Gopinath Venugopal, Ph.D.

Gopinath Venugopal

Post Doctoral Fellow

Ph.D.:  Free University Berlin, Germany
Mentor: Tiffany Weinkopff
Lab: Biomed1 Room 535
Phone: 501-686-5518

I received my Ph.D. in Biomedical Sciences from Free University Berlin, Germany in Aug, 2019. During my Ph.D. research, I studied Brugia malayi cystatin induced immunomodulation on human monocytes and macrophages and also identified some of the candidate gene polymorphisms which are associated with chronic lymphatic filariasis. Then, I joined Dr. Tiffany Weinkopff’s lab as a postdoctoral fellow in Dec, 2019 to investigate the molecular mechanism involved during inflammation in a murine model of cutaneous leishmaniasis. Leishmania species are the causative agents of cutaneous leishmaniasis (CL), a vector-borne parasitic disease and it is estimated about 1 million new cases each year. CL is the most common form of leishmaniasis and causes skin lesions, mainly ulcers, leaving a life-long scars. Leishmania species possess a variety of virulence mechanism, which helps to survive and replicate inside the parasitophorous vacuoles of infected macrophages, and elimination of these parasites by macrophages is critical for host resistance. During infection both the parasites and the inflammatory infiltrate contribute to disease. The primary focus of Dr. Weinkopff’s lab is to determine the factors that control both lesion development and resolution during leishmaniasis. We are interested to elucidate the mechanisms by which blood endothelial cell (BECs) mediates immune cell migration into the inflamed tissue during Leishmania major infections. Specifically, I am trying to understand the role and contribution of mTOR signalling in BEC activation that could possibly mediate the immune cell migration into the dermal lesions. For that, I am using a combination of bioinformatics and molecular biological approaches to decipher the significance of immunological pathways which are involved during leishmaniaisis.

Publications

  • Venugopal G, O’Regan NL, Babu S, Schumann RR, Srikantam A, Merle R, Hartmann S, Steinfelder S. Association of a PD-L2 Gene Polymorphism with Chronic Lymphatic Filariasis in a South Indian Cohort.
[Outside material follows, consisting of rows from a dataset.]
//! Device cells
//!
//! A device cell is the leaf of the registry tree. It owns one mutable reading and
//! answers point reads, writes and registration checks, one message at a time.

mod cell;
mod handle;
mod messages;

pub use cell::DeviceCell;
pub use handle::DeviceHandle;
pub use messages::{
    DeviceIdentity, DeviceMessage, DeviceRegistered, RespondTemperature, TemperatureRecorded, TrackDevice,
};
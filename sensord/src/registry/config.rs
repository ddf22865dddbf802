//! Registry configuration

use serde::{Deserialize, Serialize};
use std::time::Duration;
use tracing::debug;

/// Settings shared by every entity in the registry tree
#[derive(Debug, Clone, PartialEq, Eq, Serialize, Deserialize)]
pub struct RegistryConfig {
    /// Deadline for aggregate temperature queries in milliseconds
    #[serde(rename = "query-timeout-ms", default = "default_query_timeout_ms")]
    pub query_timeout_ms: u64,

    /// Mailbox capacity of each root, group and device task
    #[serde(rename = "mailbox-buffer", default = "default_mailbox_buffer")]
    pub mailbox_buffer: usize,
}

fn default_query_timeout_ms() -> u64 {
    debug!("default_query_timeout_ms: called");
    3000
}

fn default_mailbox_buffer() -> usize {
    debug!("default_mailbox_buffer: called");
    256
}

impl Default for RegistryConfig {
    fn default() -> Self {
        debug!("RegistryConfig::default: called");
        Self {
            query_timeout_ms: 3000,
            mailbox_buffer: 256,
        }
    }
}

impl RegistryConfig {
    /// Get the query deadline as a Duration
    pub fn query_timeout(&self) -> Duration {
        debug!(query_timeout_ms = %self.query_timeout_ms, "RegistryConfig::query_timeout: called");
        Duration::from_millis(self.query_timeout_ms)
    }
}

#[cfg(test)]
mod tests {
    use super::*;

    #[test]
    fn test_default_config() {
        let config = RegistryConfig::default();
        assert_eq!(config.query_timeout_ms, 3000);
        assert_eq!(config.mailbox_buffer, 256);
    }

    #[test]
    fn test_query_timeout_duration() {
        let config = RegistryConfig {
            query_timeout_ms: 500,
            ..Default::default()
        };
        assert_eq!(config.query_timeout(), Duration::from_millis(500));
    }

    #[test]
    fn test_missing_fields_use_defaults() {
        let config: RegistryConfig = serde_yaml::from_str("query-timeout-ms: 1000").unwrap();
        assert_eq!(config.query_timeout_ms, 1000);
        assert_eq!(config.mailbox_buffer, 256);
    }
}
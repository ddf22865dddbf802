//! Group registrars
//!
//! A registrar owns the device cells of one group: it creates them on first
//! reference, forgets them when they exit, lists them, and hands a snapshot of them
//! to a fresh [`GatherQuery`](crate::query::GatherQuery) for every aggregate read.

mod handle;
mod messages;
mod registrar;

pub use handle::{CALLER_GRACE, GroupHandle};
pub use messages::{GroupMessage, ReplyDeviceList, RespondAllTemperatures, TemperatureReading};
pub use registrar::GroupRegistrar;
//! Smoke tests for the sensord binary

use assert_cmd::Command;
use predicates::prelude::*;
use tempfile::TempDir;

/// A sensord command isolated from the user's config and log directories
fn sensord(home: &TempDir) -> Command {
    let mut cmd = Command::cargo_bin("sensord").expect("binary should be built");
    cmd.current_dir(home.path())
        .env("HOME", home.path())
        .env("XDG_DATA_HOME", home.path().join("data"))
        .env("XDG_CONFIG_HOME", home.path().join("config"))
        .env_remove("RUST_LOG");
    cmd
}

#[test]
fn test_help_lists_commands() {
    let home = TempDir::new().unwrap();
    sensord(&home)
        .arg("--help")
        .assert()
        .success()
        .stdout(predicate::str::contains("demo"))
        .stdout(predicate::str::contains("run"))
        .stdout(predicate::str::contains("logs"));
}

#[test]
fn test_demo_json_output() {
    let home = TempDir::new().unwrap();
    sensord(&home)
        .args(["demo", "--format", "json", "--groups", "1", "--devices", "2"])
        .assert()
        .success()
        .stdout(predicate::str::contains("request-id"))
        .stdout(predicate::str::contains("group-1"))
        .stdout(predicate::str::contains("sensor-2"));
}

#[test]
fn test_demo_text_output() {
    let home = TempDir::new().unwrap();
    sensord(&home)
        .args(["demo", "--groups", "2", "--devices", "1"])
        .assert()
        .success()
        .stdout(predicate::str::contains("group-2"))
        .stdout(predicate::str::contains("not available"));
}

#[test]
fn test_demo_reads_local_config() {
    let home = TempDir::new().unwrap();
    std::fs::write(
        home.path().join(".sensord.yml"),
        "simulation:\n  groups: 1\n  devices-per-group: 4\n  unread-devices: 0\n",
    )
    .unwrap();

    sensord(&home)
        .args(["demo", "--format", "json"])
        .assert()
        .success()
        .stdout(predicate::str::contains("sensor-4"))
        .stdout(predicate::str::contains("not-available").not());
}

#[test]
fn test_invalid_explicit_config_fails() {
    let home = TempDir::new().unwrap();
    sensord(&home)
        .args(["demo", "--config", "does-not-exist.yml"])
        .assert()
        .failure()
        .stderr(predicate::str::contains("Failed to load config"));
}

#[test]
fn test_logs_after_demo() {
    let home = TempDir::new().unwrap();
    sensord(&home).args(["demo", "--groups", "1"]).assert().success();

    sensord(&home)
        .args(["logs", "--lines", "200"])
        .assert()
        .success()
        .stdout(predicate::str::contains("Logging initialized"));
}
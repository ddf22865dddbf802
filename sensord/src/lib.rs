//! sensord - Hierarchical registry of simulated temperature sensors
//!
//! A registry root owns one registrar per group, and each registrar owns one cell
//! per device. Every entity is a tokio task with its own mailbox; clients talk to
//! them through cloneable handles.
//!
//! # Core Concepts
//!
//! - **Idempotent tracking**: registering the same (group, device) twice yields the same cell
//! - **Liveness watching**: parents forget children that exit, and never reuse them
//! - **Scatter-gather reads**: an aggregate query always answers with one outcome per device,
//!   within a deadline, even when devices die mid-query
//!
//! # Modules
//!
//! - [`actor`] - Entity ids, exit watching, reply targets
//! - [`device`] - Device cells
//! - [`group`] - Group registrars
//! - [`query`] - Scatter-gather temperature queries
//! - [`registry`] - Registry root
//! - [`supervisor`] - Top-level owner of the tree
//! - [`simulation`] - Simulated sensors for demos
//! - [`config`] - Configuration types and loading
//! - [`cli`] - Command-line interface

pub mod actor;
pub mod cli;
pub mod config;
pub mod device;
pub mod error;
pub mod group;
pub mod query;
pub mod registry;
pub mod simulation;
pub mod supervisor;

pub use actor::{ActorId, ExitWatch, Lifeline, Monitor, ReplyTo};
pub use config::Config;
pub use device::{DeviceHandle, DeviceIdentity};
pub use error::{RegistryError, RegistryResponse};
pub use group::{GroupHandle, RespondAllTemperatures, TemperatureReading};
pub use registry::{Registry, RegistryConfig, RegistryHandle};
pub use supervisor::Supervisor;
Am J Trop Med Hyg. 2019 Feb;100(2):344-350. doi: 10.4269/ajtmh.18-0731.
  • Venugopal G, Mueller M, Hartmann S, Steinfelder S. Differential immunomodulation in human monocytes versus macrophages by filarial cystatin. PLoS One. 2017 Nov 15;12(11):e0188138. doi: 10.1371/journal.pone.0188138.
  • O’Regan NL, Steinfelder S, Venugopal G, Rao GB, Lucius R, Srikantam A, Hartmann S. Brugia malayi microfilariae induce a regulatory monocyte/macrophage phenotype that suppresses innate and adaptive immune responses. PLoS Negl Trop Dis. 2014 Oct 2;8(10):e3206. doi: 10.1371/journal.pntd.0003206.
  • Kumar NP, Venugopal G, Sridhar R, Hanna LE, Banurekha VV, Jawahar MS, Nutman TB, Babu S. IL-10 dependent suppression Type 1, Type 2 and Type 17 cytokines in active pulmonary tuberculosis. PLoS One. 2013 Feb 8(3): e59572. doi: 10.1371/journal.pone.0059572.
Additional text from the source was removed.